# TrustFire T1 Q5



## ernsanada (Jan 24, 2008)

I just received the TrustFire T1 Q5 from Deal Extreme

The fit is good.

The surface has some machining marks.

The Type II Anodize is good. No mis-match of color.

Single stage reverse clickie. Has GID Rear rubber cover.

Uses a Q5 Cree. Very white with one ring around the corona.

The Cree is in a removable module.

Uses only 18650 sized battery.

Looks very much like my Hunt Light FT01 1st Gen. Same tailcap design.
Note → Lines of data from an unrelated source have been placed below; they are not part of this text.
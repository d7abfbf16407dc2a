//! Education history extraction

use crate::config::ExtractionConfig;
use crate::processing::profile::EducationEntry;
use crate::processing::sections::{SectionKind, SectionSegmenter};
use log::debug;
use regex::Regex;

const MAX_ENTRIES: usize = 5;

pub struct EducationExtractor {
    segmenter: SectionSegmenter,
    degree_regex: Regex,
    school_regex: Regex,
    year_regex: Regex,
    part_split_regex: Regex,
}

impl Default for EducationExtractor {
    fn default() -> Self {
        Self::new(&ExtractionConfig::default())
    }
}

impl EducationExtractor {
    pub fn new(config: &ExtractionConfig) -> Self {
        Self {
            segmenter: SectionSegmenter::new(config.min_section_chars),
            degree_regex: Regex::new(
                r"(?i)\b(?:bachelor(?:'s)?|master(?:'s)?|ph\.?d|doctorate|associate(?:'s)?|diploma|mba|b\.?sc|b\.s|b\.a|bs|ba|m\.?sc|m\.s|m\.a|ms|b\.?eng|m\.?eng|b\.?tech|m\.?tech)\b",
            )
            .expect("Invalid degree regex"),
            school_regex: Regex::new(r"(?i)\b(?:university|college|institute|school|academy|polytechnic)\b")
                .expect("Invalid school regex"),
            year_regex: Regex::new(r"\b(?:19|20)[0-9]{2}\b").expect("Invalid year regex"),
            part_split_regex: Regex::new(r"[,|]|[ \t]+-[ \t]+|[ \t]+at[ \t]+")
                .expect("Invalid education split regex"),
        }
    }

    /// Degrees from the education section. Empty when there is no section
    /// or no line names a degree.
    pub fn extract_education(&self, text: &str) -> Vec<EducationEntry> {
        let Some(section) = self.segmenter.find(text, SectionKind::Education) else {
            return Vec::new();
        };

        let mut entries: Vec<EducationEntry> = Vec::new();
        // A school named above its degree line
        let mut pending_school: Option<String> = None;

        for line in section.lines().map(str::trim).filter(|l| !l.is_empty()) {
            let parts: Vec<&str> = self
                .part_split_regex
                .split(line)
                .map(str::trim)
                .filter(|p| !p.is_empty())
                .collect();
            let school_part = parts.iter().find(|p| self.school_regex.is_match(p));

            if let Some(degree) = parts.iter().find(|p| self.degree_regex.is_match(p)) {
                if entries.len() == MAX_ENTRIES {
                    break;
                }
                let school = school_part
                    .filter(|s| *s != degree)
                    .map(|s| strip_year(s, &self.year_regex))
                    .or_else(|| pending_school.take())
                    .unwrap_or_default();
                entries.push(EducationEntry {
                    degree: strip_year(degree, &self.year_regex),
                    school,
                    year: None,
                });
            } else if let Some(school) = school_part {
                let school = strip_year(school, &self.year_regex);
                match entries.last_mut() {
                    Some(entry) if entry.school.is_empty() => entry.school = school,
                    _ => pending_school = Some(school),
                }
            }

            if let Some(entry) = entries.last_mut() {
                if let Some(year) = self.year_regex.find_iter(line).last() {
                    entry.year = Some(year.as_str().to_string());
                }
            }
        }

        debug!("Found {} education entries", entries.len());
        entries
    }
}

fn strip_year(part: &str, year_regex: &Regex) -> String {
    year_regex
        .replace_all(part, "")
        .trim_matches(|c: char| c.is_whitespace() || matches!(c, '(' | ')' | '-' | ','))
        .to_string()
}
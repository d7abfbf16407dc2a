//! Integration tests for the resume portfolio generator

use resume_portfolio::config::OutputFormat;
use resume_portfolio::input::manager::InputManager;
use resume_portfolio::output::formatter::{save_output_to_file, suggest_filename, ProfileRenderer};
use resume_portfolio::processing::profile::{Skill, SkillCategory};
use resume_portfolio::ResumeParser;
use std::path::Path;

#[tokio::test]
async fn test_text_extraction_from_txt() {
    let mut manager = InputManager::new();
    let path = Path::new("tests/fixtures/sample_resume.txt");

    let result = manager.extract_text(path).await;
    assert!(result.is_ok());

    let text = result.unwrap();
    assert!(text.contains("Maria Gonzalez"));
    assert!(text.contains("Senior Full Stack Developer"));
    assert!(text.contains("React"));
    assert!(text.contains("Node.js"));
}

#[tokio::test]
async fn test_text_extraction_from_markdown() {
    let mut manager = InputManager::new();
    let path = Path::new("tests/fixtures/sample_resume.md");

    let result = manager.extract_text(path).await;
    assert!(result.is_ok());

    let text = result.unwrap();
    assert!(text.contains("Maria Gonzalez"));
    assert!(text.contains("Senior Full Stack Developer"));
    assert!(text.contains("• Frontend: React"));
    // Should not contain markdown formatting
    assert!(!text.contains("**"));
    assert!(!text.contains("##"));
}

#[tokio::test]
async fn test_caching_functionality() {
    let mut manager = InputManager::new();
    let path = Path::new("tests/fixtures/sample_resume.txt");

    let text1 = manager.extract_text(path).await.unwrap();
    assert_eq!(manager.cache_size(), 1);

    let text2 = manager.extract_text(path).await.unwrap();
    assert_eq!(text1, text2);
    assert_eq!(manager.cache_size(), 1);
}

#[tokio::test]
async fn test_unsupported_file_type() {
    let mut manager = InputManager::new();
    let path = Path::new("tests/fixtures/unsupported.xyz");

    let result = manager.extract_text(path).await;
    assert!(result.is_err());
}

#[tokio::test]
async fn test_nonexistent_file() {
    let mut manager = InputManager::new();
    let path = Path::new("tests/fixtures/nonexistent.txt");

    let result = manager.extract_text(path).await;
    assert!(result.is_err());
}

#[tokio::test]
async fn test_full_profile_from_text_resume() {
    let mut manager = InputManager::new();
    let document = manager
        .read_document(Path::new("tests/fixtures/sample_resume.txt"))
        .await
        .unwrap();

    let profile = ResumeParser::new().parse_document(&document.text, &document.source_name);

    assert_eq!(profile.name, "Maria Gonzalez");
    assert_eq!(profile.title, "Senior Full Stack Developer");
    assert_eq!(profile.email, "maria.gonzalez@example.com");
    assert_eq!(profile.phone.as_deref(), Some("(415) 555-0132"));
    assert_eq!(profile.links.github.as_deref(), Some("https://github.com/mgonzalez"));
    assert_eq!(
        profile.links.linkedin.as_deref(),
        Some("https://linkedin.com/in/maria-gonzalez")
    );
    assert!(profile.summary.starts_with("Full stack developer with six years"));

    // Labeled lines keep their explicit category
    assert!(profile.skills.contains(&Skill::new("React", SkillCategory::Frontend)));
    assert!(profile
        .skills
        .contains(&Skill::new("Python", SkillCategory::ProgrammingLanguages)));
    assert!(profile.skills.contains(&Skill::new("Docker", SkillCategory::CloudDevOps)));
    assert!(profile
        .skills
        .contains(&Skill::new("Communication", SkillCategory::SoftSkills)));

    assert_eq!(profile.experience.len(), 2);
    let latest = &profile.experience[0];
    assert_eq!(latest.title, "Senior Software Engineer");
    assert_eq!(latest.company, "Ledgerly");
    assert_eq!(latest.duration, "Mar 2021 - Present");
    assert_eq!(latest.location, "San Francisco, CA");
    assert_eq!(latest.achievements.len(), 2);
    assert_eq!(profile.experience[1].company, "RouteWise");
    assert_eq!(profile.experience[1].location, "Remote");

    assert_eq!(profile.projects.len(), 2);
    assert_eq!(profile.projects[0].title, "Expense Splitter App");
    assert_eq!(
        profile.projects[0].technologies,
        vec!["React Native", "Firebase", "TypeScript"]
    );
    assert_eq!(
        profile.projects[0].link.as_deref(),
        Some("https://github.com/mgonzalez/expense-splitter")
    );
    assert_eq!(profile.projects[1].title, "Transit Delay Bot");
    assert_eq!(profile.projects[1].technologies, vec!["Python", "FastAPI", "AWS"]);

    assert_eq!(profile.education.len(), 1);
    assert_eq!(profile.education[0].school, "University of California");
    assert_eq!(profile.education[0].year.as_deref(), Some("2018"));
}

#[tokio::test]
async fn test_markdown_and_text_resumes_agree() {
    let mut manager = InputManager::new();
    let parser = ResumeParser::new();

    let txt = manager
        .extract_text(Path::new("tests/fixtures/sample_resume.txt"))
        .await
        .unwrap();
    let md = manager
        .extract_text(Path::new("tests/fixtures/sample_resume.md"))
        .await
        .unwrap();

    let from_txt = parser.parse(&txt);
    let from_md = parser.parse(&md);

    assert_eq!(from_md.name, from_txt.name);
    assert_eq!(from_md.title, from_txt.title);
    assert_eq!(from_md.email, from_txt.email);
    assert_eq!(from_md.summary, from_txt.summary);
    assert_eq!(from_md.experience[0].company, "Ledgerly");
    assert_eq!(from_md.experience[0].achievements, from_txt.experience[0].achievements);
    assert!(from_md.skills.contains(&Skill::new("Redux", SkillCategory::Frontend)));
}

#[tokio::test]
async fn test_render_and_save_every_format() {
    let mut manager = InputManager::new();
    let document = manager
        .read_document(Path::new("tests/fixtures/sample_resume.txt"))
        .await
        .unwrap();
    let profile = ResumeParser::new().parse(&document.text);

    let renderer = ProfileRenderer::with_options(false, true, true);
    let dir = tempfile::tempdir().unwrap();

    for format in [
        OutputFormat::Console,
        OutputFormat::Json,
        OutputFormat::Markdown,
        OutputFormat::Html,
    ] {
        let rendered = renderer.render(&profile, format).unwrap();
        assert!(rendered.contains("Maria Gonzalez"));

        let path = dir.path().join(suggest_filename(format, &document.source_name));
        save_output_to_file(&rendered, &path).unwrap();
        assert!(path.exists());
    }

    assert!(dir.path().join("sample_resume_portfolio.html").exists());
}
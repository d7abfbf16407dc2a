//! Text normalization for decoded resume text

use regex::Regex;

/// Strips markup and undecodable characters from resume text.
///
/// Two variants are provided: [`TextNormalizer::normalize`] keeps line
/// breaks (section segmentation depends on them) and
/// [`TextNormalizer::normalize_single_line`] collapses everything onto one
/// line. Within a line, a run of two or more spaces is kept as exactly two
/// spaces since column gaps separate items in skill lists.
pub struct TextNormalizer {
    block_tag_regex: Regex,
    tag_regex: Regex,
    entity_regex: Regex,
    column_gap_regex: Regex,
    blank_lines_regex: Regex,
    whitespace_regex: Regex,
}

impl Default for TextNormalizer {
    fn default() -> Self {
        Self::new()
    }
}

impl TextNormalizer {
    pub fn new() -> Self {
        let block_tag_regex = Regex::new(r"(?i)<\s*(?:br|/p|/div|/li|/h[1-6]|/tr)\b[^<>]*>")
            .expect("Invalid block tag regex");

        let tag_regex = Regex::new(r"<[^<>]*>").expect("Invalid tag regex");

        let entity_regex = Regex::new(r"&(#[0-9]{1,7}|#[xX][0-9a-fA-F]{1,6}|[A-Za-z][A-Za-z0-9]{1,31});")
            .expect("Invalid entity regex");

        let column_gap_regex = Regex::new(r" {2,}").expect("Invalid column gap regex");

        let blank_lines_regex = Regex::new(r"\n{3,}").expect("Invalid blank lines regex");

        let whitespace_regex = Regex::new(r"\s+").expect("Invalid whitespace regex");

        Self {
            block_tag_regex,
            tag_regex,
            entity_regex,
            column_gap_regex,
            blank_lines_regex,
            whitespace_regex,
        }
    }

    /// Multi-line normalization: markup stripped, line breaks kept, lines
    /// trimmed and at most one blank line between paragraphs.
    pub fn normalize(&self, raw: &str) -> String {
        let text = raw.replace("\r\n", "\n").replace('\r', "\n");
        let text = self.strip_markup(&text);
        let text = Self::clean_characters(&text);

        let lines: Vec<String> = text
            .split('\n')
            .map(|line| {
                let line = line.replace('\t', "  ");
                self.column_gap_regex
                    .replace_all(line.trim(), "  ")
                    .to_string()
            })
            .collect();

        self.blank_lines_regex
            .replace_all(&lines.join("\n"), "\n\n")
            .trim()
            .to_string()
    }

    /// Single-line normalization: same cleaning, then every whitespace run
    /// (newlines included) becomes one space.
    pub fn normalize_single_line(&self, raw: &str) -> String {
        let multi_line = self.normalize(raw);
        self.whitespace_regex
            .replace_all(&multi_line, " ")
            .trim()
            .to_string()
    }

    /// Remove tag-like substrings and entity references
    fn strip_markup(&self, text: &str) -> String {
        let text = self.block_tag_regex.replace_all(text, "\n");
        let text = self.tag_regex.replace_all(&text, " ");

        self.entity_regex
            .replace_all(&text, |caps: &regex::Captures| {
                Self::decode_entity(&caps[1]).to_string()
            })
            .to_string()
    }

    fn decode_entity(entity: &str) -> &'static str {
        match entity.to_ascii_lowercase().as_str() {
            "amp" | "#38" => "&",
            "quot" | "#34" => "\"",
            "apos" | "#39" => "'",
            // &lt; and &gt; land here too
            _ => " ",
        }
    }

    /// Keep printable ASCII, letters, newlines and bullets; fold typographic
    /// punctuation to ASCII and replace everything else with a space.
    fn clean_characters(text: &str) -> String {
        text.chars()
            .map(|c| match c {
                '\n' => '\n',
                ' '..='~' => c,
                '\u{2018}' | '\u{2019}' | '\u{201B}' | '\u{2032}' => '\'',
                '\u{201C}' | '\u{201D}' | '\u{2033}' => '"',
                '\u{2010}'..='\u{2015}' | '\u{2212}' => '-',
                '\u{2026}' => '.',
                '\u{2022}' | '\u{2023}' | '\u{2043}' | '\u{2219}' | '\u{00B7}' | '\u{25A0}'
                | '\u{25AA}' | '\u{25CF}' | '\u{25E6}' | '\u{27A2}' | '\u{2713}' | '\u{F0B7}' => '•',
                c if c.is_control() => ' ',
                c if c.is_whitespace() => ' ',
                c if c.is_alphanumeric() => c,
                _ => ' ',
            })
            .collect()
    }
}

/// The first `max_chars` characters of `text`, cut on a char boundary.
pub fn leading_chars(text: &str, max_chars: usize) -> &str {
    match text.char_indices().nth(max_chars) {
        Some((byte_idx, _)) => &text[..byte_idx],
        None => text,
    }
}

#[cfg(test)]
mod tests {
    use super::*;

    #[test]
    fn test_strips_tags_and_entities() {
        let normalizer = TextNormalizer::new();
        let text = "<h1>Jane Smith</h1><p>Tools &amp; Process&nbsp;Lead</p>";

        let cleaned = normalizer.normalize(text);

        assert_eq!(cleaned, "Jane Smith\nTools & Process Lead");
    }

    #[test]
    fn test_preserves_line_breaks_and_bullets() {
        let normalizer = TextNormalizer::new();
        let text = "EXPERIENCE\r\n\r\n\r\n\r\n  Senior Engineer  \n\u{25CF} Shipped things\n";

        let cleaned = normalizer.normalize(text);

        assert_eq!(cleaned, "EXPERIENCE\n\nSenior Engineer\n• Shipped things");
    }

    #[test]
    fn test_removes_control_characters() {
        let normalizer = TextNormalizer::new();
        let text = "Jane\u{0000}\u{0007} Smith\u{FFFD}\u{0019}";

        let cleaned = normalizer.normalize(text);

        assert_eq!(cleaned, "Jane  Smith");
    }

    #[test]
    fn test_folds_typographic_punctuation() {
        let normalizer = TextNormalizer::new();
        let text = "2019 \u{2013} Present \u{2014} \u{201C}quoted\u{201D} it\u{2019}s";

        let cleaned = normalizer.normalize(text);

        assert_eq!(cleaned, "2019 - Present - \"quoted\" it's");
    }

    #[test]
    fn test_column_gaps_collapse_to_two_spaces() {
        let normalizer = TextNormalizer::new();

        assert_eq!(normalizer.normalize("Python\t\tGo     Rust"), "Python  Go  Rust");
    }

    #[test]
    fn test_single_line_variant() {
        let normalizer = TextNormalizer::new();
        let text = "SUMMARY\n\nBuilt   distributed\nsystems.";

        assert_eq!(normalizer.normalize_single_line(text), "SUMMARY Built distributed systems.");
    }

    #[test]
    fn test_leading_chars_respects_char_boundaries() {
        assert_eq!(leading_chars("José García", 4), "José");
        assert_eq!(leading_chars("abc", 10), "abc");
        assert_eq!(leading_chars("", 3), "");
    }

    #[test]
    fn test_empty_and_whitespace_input() {
        let normalizer = TextNormalizer::new();

        assert_eq!(normalizer.normalize(""), "");
        assert_eq!(normalizer.normalize(" \n\t \n "), "");
        assert_eq!(normalizer.normalize_single_line("\n\n"), "");
    }
}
The battery tube looks almost the same.






















Rear view of the Q5 Module.
















Inside view of the rear tailcap.

















--------------------------------------------------------------------

Size comaprisons.

Left, TrustFire T1 Q5. Hunt Light FT01 1st Gen, with BOG Q5. 
Both lights look very similiar.






Left to right, Left, TrustFire T1 Q5. Hunt Light FT01 1st Gen, with BOG Q5, Fenix T1 Q5






Left to right, Left, TrustFire T1 Q5. Hunt Light FT01 1st Gen, with BOG Q5, Fenix T1 Q5







--------------------------------------------------------------------

These are the lux readings I got. I am using a Meterman LM631 Light Meter measured at 1 meter. I waited 2 minutes before taking the readings. I am using AW's Protected 18650 and AW's Protected RCR123's which were fully charged.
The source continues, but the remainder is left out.